THE PROBLEM:
All lines of the entries with "returns" in them must be listed.

Records contained in a dataset
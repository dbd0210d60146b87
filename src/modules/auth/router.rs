use axum::{Router, routing::post};

use super::controller::{login_admin, register_admin};
use crate::state::AppState;

pub fn init_auth_router() -> Router<AppState> {
    Router::new()
        .route("/register", post(register_admin))
        .route("/login", post(login_admin))
}
//! Administrator registration and login.
//!
//! Both routes are public. A successful login returns a bearer token that
//! every other `/api` route requires.

pub mod controller;
pub mod router;
pub mod service;
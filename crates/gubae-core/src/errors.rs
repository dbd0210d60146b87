//! Application error type.
//!
//! Every handler returns `Result<_, AppError>`. An [`AppError`] pairs an HTTP
//! status with an [`anyhow::Error`] and renders as `{"error": "<message>"}`.
//!
//! Any error convertible into [`anyhow::Error`] converts into an `AppError`
//! with status 500, so `?` works directly on store and codec results.

use anyhow::Error;
use axum::{
    Json,
    http::StatusCode,
    response::{IntoResponse, Response},
};
use serde_json::json;

#[derive(Debug)]
pub struct AppError {
    pub status: StatusCode,
    pub error: Error,
}

impl AppError {
    pub fn new<E>(status: StatusCode, err: E) -> Self
    where
        E: Into<Error>,
    {
        Self {
            status,
            error: err.into(),
        }
    }

    pub fn internal<E>(err: E) -> Self
    where
        E: Into<Error>,
    {
        Self::new(StatusCode::INTERNAL_SERVER_ERROR, err)
    }

    pub fn not_found<E>(err: E) -> Self
    where
        E: Into<Error>,
    {
        Self::new(StatusCode::NOT_FOUND, err)
    }

    pub fn bad_request<E>(err: E) -> Self
    where
        E: Into<Error>,
    {
        Self::new(StatusCode::BAD_REQUEST, err)
    }

    /// Duplicate-record failures. Reported as 400 to match existing clients.
    pub fn conflict<E>(err: E) -> Self
    where
        E: Into<Error>,
    {
        Self::new(StatusCode::BAD_REQUEST, err)
    }

    pub fn unauthorized(message: impl Into<String>) -> Self {
        Self::new(StatusCode::UNAUTHORIZED, anyhow::anyhow!(message.into()))
    }

    pub fn forbidden(message: impl Into<String>) -> Self {
        Self::new(StatusCode::FORBIDDEN, anyhow::anyhow!(message.into()))
    }

    pub fn message(&self) -> String {
        self.error.to_string()
    }
}

impl IntoResponse for AppError {
    fn into_response(self) -> Response {
        if self.status.is_server_error() {
            tracing::error!(status = %self.status.as_u16(), error = ?self.error, "Request failed");
        }

        let body = Json(json!({
            "error": self.error.to_string()
        }));

        (self.status, body).into_response()
    }
}

impl<E> From<E> for AppError
where
    E: Into<Error>,
{
    fn from(err: E) -> Self {
        AppError::internal(err)
    }
}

RESULT OF THIS EXERCISE:
//! Both routes are public. A successful login returns a bearer token that
//! Every handler returns `Result<_, AppError>`. An [`AppError`] pairs an HTTP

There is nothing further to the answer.